Materials provided:
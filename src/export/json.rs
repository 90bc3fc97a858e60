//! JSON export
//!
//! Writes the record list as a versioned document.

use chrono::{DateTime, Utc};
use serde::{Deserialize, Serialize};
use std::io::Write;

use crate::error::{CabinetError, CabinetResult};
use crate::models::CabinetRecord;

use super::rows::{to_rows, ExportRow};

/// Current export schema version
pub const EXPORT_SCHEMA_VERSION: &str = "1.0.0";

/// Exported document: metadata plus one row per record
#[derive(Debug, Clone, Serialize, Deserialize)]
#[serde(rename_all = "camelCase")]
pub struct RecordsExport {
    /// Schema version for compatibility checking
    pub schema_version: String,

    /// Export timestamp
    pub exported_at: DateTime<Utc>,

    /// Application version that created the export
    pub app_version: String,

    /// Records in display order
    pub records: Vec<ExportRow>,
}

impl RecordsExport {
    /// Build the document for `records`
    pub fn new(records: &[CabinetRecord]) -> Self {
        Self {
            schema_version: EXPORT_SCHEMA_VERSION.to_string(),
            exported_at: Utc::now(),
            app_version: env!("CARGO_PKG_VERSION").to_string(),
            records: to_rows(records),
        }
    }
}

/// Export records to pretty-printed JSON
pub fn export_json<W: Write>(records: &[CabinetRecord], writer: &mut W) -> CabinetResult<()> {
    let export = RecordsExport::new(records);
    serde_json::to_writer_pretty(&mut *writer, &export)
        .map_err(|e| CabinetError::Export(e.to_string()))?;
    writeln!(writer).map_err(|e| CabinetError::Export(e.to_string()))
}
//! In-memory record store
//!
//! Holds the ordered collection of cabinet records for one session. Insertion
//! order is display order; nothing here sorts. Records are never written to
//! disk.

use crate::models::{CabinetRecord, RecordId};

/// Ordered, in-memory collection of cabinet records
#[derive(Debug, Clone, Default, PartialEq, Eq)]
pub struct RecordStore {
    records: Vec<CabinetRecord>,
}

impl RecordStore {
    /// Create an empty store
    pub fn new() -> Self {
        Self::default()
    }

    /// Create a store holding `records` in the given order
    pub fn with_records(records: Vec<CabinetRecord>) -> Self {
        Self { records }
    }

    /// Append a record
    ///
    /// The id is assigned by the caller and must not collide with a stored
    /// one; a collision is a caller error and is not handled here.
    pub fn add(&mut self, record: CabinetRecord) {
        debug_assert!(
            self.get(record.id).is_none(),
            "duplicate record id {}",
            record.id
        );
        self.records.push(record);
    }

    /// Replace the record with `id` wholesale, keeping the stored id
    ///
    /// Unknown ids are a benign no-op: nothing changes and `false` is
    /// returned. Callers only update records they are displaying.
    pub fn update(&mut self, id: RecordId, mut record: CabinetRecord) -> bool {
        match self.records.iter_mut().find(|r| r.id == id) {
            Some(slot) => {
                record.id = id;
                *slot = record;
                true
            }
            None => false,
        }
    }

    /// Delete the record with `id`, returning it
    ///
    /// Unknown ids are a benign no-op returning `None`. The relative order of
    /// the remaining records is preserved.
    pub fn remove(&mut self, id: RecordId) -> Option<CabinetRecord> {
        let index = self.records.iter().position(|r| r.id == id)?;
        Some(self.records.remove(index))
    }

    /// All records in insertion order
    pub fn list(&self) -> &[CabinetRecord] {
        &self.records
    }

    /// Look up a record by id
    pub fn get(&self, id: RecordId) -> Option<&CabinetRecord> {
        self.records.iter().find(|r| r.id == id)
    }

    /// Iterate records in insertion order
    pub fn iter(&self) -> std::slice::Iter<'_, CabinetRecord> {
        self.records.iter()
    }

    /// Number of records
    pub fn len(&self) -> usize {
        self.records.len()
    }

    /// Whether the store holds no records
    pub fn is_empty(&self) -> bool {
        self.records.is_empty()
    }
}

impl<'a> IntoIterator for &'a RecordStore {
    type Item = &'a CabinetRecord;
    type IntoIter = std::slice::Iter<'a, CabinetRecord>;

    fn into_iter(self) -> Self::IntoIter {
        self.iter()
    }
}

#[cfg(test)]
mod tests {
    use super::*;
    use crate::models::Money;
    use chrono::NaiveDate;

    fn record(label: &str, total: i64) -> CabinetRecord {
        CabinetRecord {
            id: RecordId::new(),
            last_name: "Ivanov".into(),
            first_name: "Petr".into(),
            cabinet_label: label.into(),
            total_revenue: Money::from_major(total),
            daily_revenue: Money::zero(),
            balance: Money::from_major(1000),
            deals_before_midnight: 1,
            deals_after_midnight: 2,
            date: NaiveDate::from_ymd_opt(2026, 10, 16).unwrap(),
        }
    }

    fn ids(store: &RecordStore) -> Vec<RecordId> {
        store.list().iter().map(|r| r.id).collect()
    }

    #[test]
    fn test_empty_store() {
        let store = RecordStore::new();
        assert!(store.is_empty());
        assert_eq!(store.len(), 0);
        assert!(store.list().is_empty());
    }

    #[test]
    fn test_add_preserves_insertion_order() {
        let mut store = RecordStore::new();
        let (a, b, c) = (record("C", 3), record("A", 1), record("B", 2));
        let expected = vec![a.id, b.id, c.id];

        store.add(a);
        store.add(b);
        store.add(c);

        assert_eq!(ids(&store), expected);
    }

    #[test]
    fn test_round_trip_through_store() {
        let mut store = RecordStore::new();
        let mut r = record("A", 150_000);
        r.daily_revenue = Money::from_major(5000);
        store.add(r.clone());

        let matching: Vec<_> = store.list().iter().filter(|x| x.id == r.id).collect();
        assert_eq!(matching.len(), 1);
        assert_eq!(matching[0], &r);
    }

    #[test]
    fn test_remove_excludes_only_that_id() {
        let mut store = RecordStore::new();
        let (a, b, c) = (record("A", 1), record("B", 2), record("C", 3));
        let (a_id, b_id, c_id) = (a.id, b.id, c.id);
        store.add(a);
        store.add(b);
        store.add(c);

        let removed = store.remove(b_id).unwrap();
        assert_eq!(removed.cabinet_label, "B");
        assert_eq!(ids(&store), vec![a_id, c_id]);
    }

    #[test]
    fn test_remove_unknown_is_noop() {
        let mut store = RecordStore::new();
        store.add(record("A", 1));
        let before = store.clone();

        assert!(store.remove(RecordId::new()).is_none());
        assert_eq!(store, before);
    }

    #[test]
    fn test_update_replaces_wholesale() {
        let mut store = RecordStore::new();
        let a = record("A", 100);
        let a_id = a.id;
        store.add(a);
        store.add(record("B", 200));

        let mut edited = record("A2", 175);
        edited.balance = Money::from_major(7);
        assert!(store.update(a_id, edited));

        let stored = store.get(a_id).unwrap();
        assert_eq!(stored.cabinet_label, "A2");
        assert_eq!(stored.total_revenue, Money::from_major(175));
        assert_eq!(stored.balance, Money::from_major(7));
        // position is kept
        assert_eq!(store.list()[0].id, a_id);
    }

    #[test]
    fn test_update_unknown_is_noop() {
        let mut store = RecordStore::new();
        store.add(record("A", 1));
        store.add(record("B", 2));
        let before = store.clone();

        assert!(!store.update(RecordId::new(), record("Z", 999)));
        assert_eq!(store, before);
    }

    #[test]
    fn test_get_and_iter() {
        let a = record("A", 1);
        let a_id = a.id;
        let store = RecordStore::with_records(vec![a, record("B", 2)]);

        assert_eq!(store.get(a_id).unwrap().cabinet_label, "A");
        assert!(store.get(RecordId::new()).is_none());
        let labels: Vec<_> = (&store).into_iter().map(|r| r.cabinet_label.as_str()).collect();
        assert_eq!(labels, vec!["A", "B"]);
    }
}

Work order:
Leaving no line out, return the data above verbatim.

Exercise answer:
filename src/export/json.rs
repository 90bc3fc97a858e60
//! JSON export
//!
//! Writes the record list as a versioned document.

use chrono::{DateTime, Utc};
use serde::{Deserialize, Serialize};
use std::io::Write;

use crate::error::{CabinetError, CabinetResult};
use crate::models::CabinetRecord;

use super::rows::{to_rows, ExportRow};

/// Current export schema version
pub const EXPORT_SCHEMA_VERSION: &str = "1.0.0";

/// Exported document: metadata plus one row per record
#[derive(Debug, Clone, Serialize, Deserialize)]
#[serde(rename_all = "camelCase")]
pub struct RecordsExport {
    /// Schema version for compatibility checking
    pub schema_version: String,

    /// Export timestamp
    pub exported_at: DateTime<Utc>,

    /// Application version that created the export
    pub app_version: String,

    /// Records in display order
    pub records: Vec<ExportRow>,
}

impl RecordsExport {
    /// Build the document for `records`
    pub fn new(records: &[CabinetRecord]) -> Self {
        Self {
            schema_version: EXPORT_SCHEMA_VERSION.to_string(),
            exported_at: Utc::now(),
            app_version: env!("CARGO_PKG_VERSION").to_string(),
            records: to_rows(records),
        }
    }
}

/// Export records to pretty-printed JSON
pub fn export_json<W: Write>(records: &[CabinetRecord], writer: &mut W) -> CabinetResult<()> {
    let export = RecordsExport::new(records);
    serde_json::to_writer_pretty(&mut *writer, &export)
        .map_err(|e| CabinetError::Export(e.to_string()))?;
    writeln!(writer).map_err(|e| CabinetError::Export(e.to_string()))
}
//! In-memory record store
//!
//! Holds the ordered collection of cabinet records for one session. Insertion
//! order is display order; nothing here sorts. Records are never written to
//! disk.

use crate::models::{CabinetRecord, RecordId};

/// Ordered, in-memory collection of cabinet records
#[derive(Debug, Clone, Default, PartialEq, Eq)]
pub struct RecordStore {
    records: Vec<CabinetRecord>,
}

impl RecordStore {
    /// Create an empty store
    pub fn new() -> Self {
        Self::default()
    }

    /// Create a store holding `records` in the given order
    pub fn with_records(records: Vec<CabinetRecord>) -> Self {
        Self { records }
    }

    /// Append a record
    ///
    /// The id is assigned by the caller and must not collide with a stored
    /// one; a collision is a caller error and is not handled here.
    pub fn add(&mut self, record: CabinetRecord) {
        debug_assert!(
            self.get(record.id).is_none(),
            "duplicate record id {}",
            record.id
        );
        self.records.push(record);
    }

    /// Replace the record with `id` wholesale, keeping the stored id
    ///
    /// Unknown ids are a benign no-op: nothing changes and `false` is
    /// returned. Callers only update records they are displaying.
    pub fn update(&mut self, id: RecordId, mut record: CabinetRecord) -> bool {
        match self.records.iter_mut().find(|r| r.id == id) {
            Some(slot) => {
                record.id = id;
                *slot = record;
                true
            }
            None => false,
        }
    }

    /// Delete the record with `id`, returning it
    ///
    /// Unknown ids are a benign no-op returning `None`. The relative order of
    /// the remaining records is preserved.
    pub fn remove(&mut self, id: RecordId) -> Option<CabinetRecord> {
        let index = self.records.iter().position(|r| r.id == id)?;
        Some(self.records.remove(index))
    }

    /// All records in insertion order
    pub fn list(&self) -> &[CabinetRecord] {
        &self.records
    }

    /// Look up a record by id
    pub fn get(&self, id: RecordId) -> Option<&CabinetRecord> {
        self.records.iter().find(|r| r.id == id)
    }

    /// Iterate records in insertion order
    pub fn iter(&self) -> std::slice::Iter<'_, CabinetRecord> {
        self.records.iter()
    }

    /// Number of records
    pub fn len(&self) -> usize {
        self.records.len()
    }

    /// Whether the store holds no records
    pub fn is_empty(&self) -> bool {
        self.records.is_empty()
    }
}

impl<'a> IntoIterator for &'a RecordStore {
    type Item = &'a CabinetRecord;
    type IntoIter = std::slice::Iter<'a, CabinetRecord>;

    fn into_iter(self) -> Self::IntoIter {
        self.iter()
    }
}

#[cfg(test)]
mod tests {
    use super::*;
    use crate::models::Money;
    use chrono::NaiveDate;

    fn record(label: &str, total: i64) -> CabinetRecord {
        CabinetRecord {
            id: RecordId::new(),
            last_name: "Ivanov".into(),
            first_name: "Petr".into(),
            cabinet_label: label.into(),
            total_revenue: Money::from_major(total),
            daily_revenue: Money::zero(),
            balance: Money::from_major(1000),
            deals_before_midnight: 1,
            deals_after_midnight: 2,
            date: NaiveDate::from_ymd_opt(2026, 10, 16).unwrap(),
        }
    }

    fn ids(store: &RecordStore) -> Vec<RecordId> {
        store.list().iter().map(|r| r.id).collect()
    }

    #[test]
    fn test_empty_store() {
        let store = RecordStore::new();
        assert!(store.is_empty());
        assert_eq!(store.len(), 0);
        assert!(store.list().is_empty());
    }

    #[test]
    fn test_add_preserves_insertion_order() {
        let mut store = RecordStore::new();
        let (a, b, c) = (record("C", 3), record("A", 1), record("B", 2));
        let expected = vec![a.id, b.id, c.id];

        store.add(a);
        store.add(b);
        store.add(c);

        assert_eq!(ids(&store), expected);
    }

    #[test]
    fn test_round_trip_through_store() {
        let mut store = RecordStore::new();
        let mut r = record("A", 150_000);
        r.daily_revenue = Money::from_major(5000);
        store.add(r.clone());

        let matching: Vec<_> = store.list().iter().filter(|x| x.id == r.id).collect();
        assert_eq!(matching.len(), 1);
        assert_eq!(matching[0], &r);
    }

    #[test]
    fn test_remove_excludes_only_that_id() {
        let mut store = RecordStore::new();
        let (a, b, c) = (record("A", 1), record("B", 2), record("C", 3));
        let (a_id, b_id, c_id) = (a.id, b.id, c.id);
        store.add(a);
        store.add(b);
        store.add(c);

        let removed = store.remove(b_id).unwrap();
        assert_eq!(removed.cabinet_label, "B");
        assert_eq!(ids(&store), vec![a_id, c_id]);
    }

    #[test]
    fn test_remove_unknown_is_noop() {
        let mut store = RecordStore::new();
        store.add(record("A", 1));
        let before = store.clone();

        assert!(store.remove(RecordId::new()).is_none());
        assert_eq!(store, before);
    }

    #[test]
    fn test_update_replaces_wholesale() {
        let mut store = RecordStore::new();
        let a = record("A", 100);
        let a_id = a.id;
        store.add(a);
        store.add(record("B", 200));

        let mut edited = record("A2", 175);
        edited.balance = Money::from_major(7);
        assert!(store.update(a_id, edited));

        let stored = store.get(a_id).unwrap();
        assert_eq!(stored.cabinet_label, "A2");
        assert_eq!(stored.total_revenue, Money::from_major(175));
        assert_eq!(stored.balance, Money::from_major(7));
        // position is kept
        assert_eq!(store.list()[0].id, a_id);
    }

    #[test]
    fn test_update_unknown_is_noop() {
        let mut store = RecordStore::new();
        store.add(record("A", 1));
        store.add(record("B", 2));
        let before = store.clone();

        assert!(!store.update(RecordId::new(), record("Z", 999)));
        assert_eq!(store, before);
    }

    #[test]
    fn test_get_and_iter() {
        let a = record("A", 1);
        let a_id = a.id;
        let store = RecordStore::with_records(vec![a, record("B", 2)]);

        assert_eq!(store.get(a_id).unwrap().cabinet_label, "A");
        assert!(store.get(RecordId::new()).is_none());
        let labels: Vec<_> = (&store).into_iter().map(|r| r.cabinet_label.as_str()).collect();
        assert_eq!(labels, vec!["A", "B"]);
    }
}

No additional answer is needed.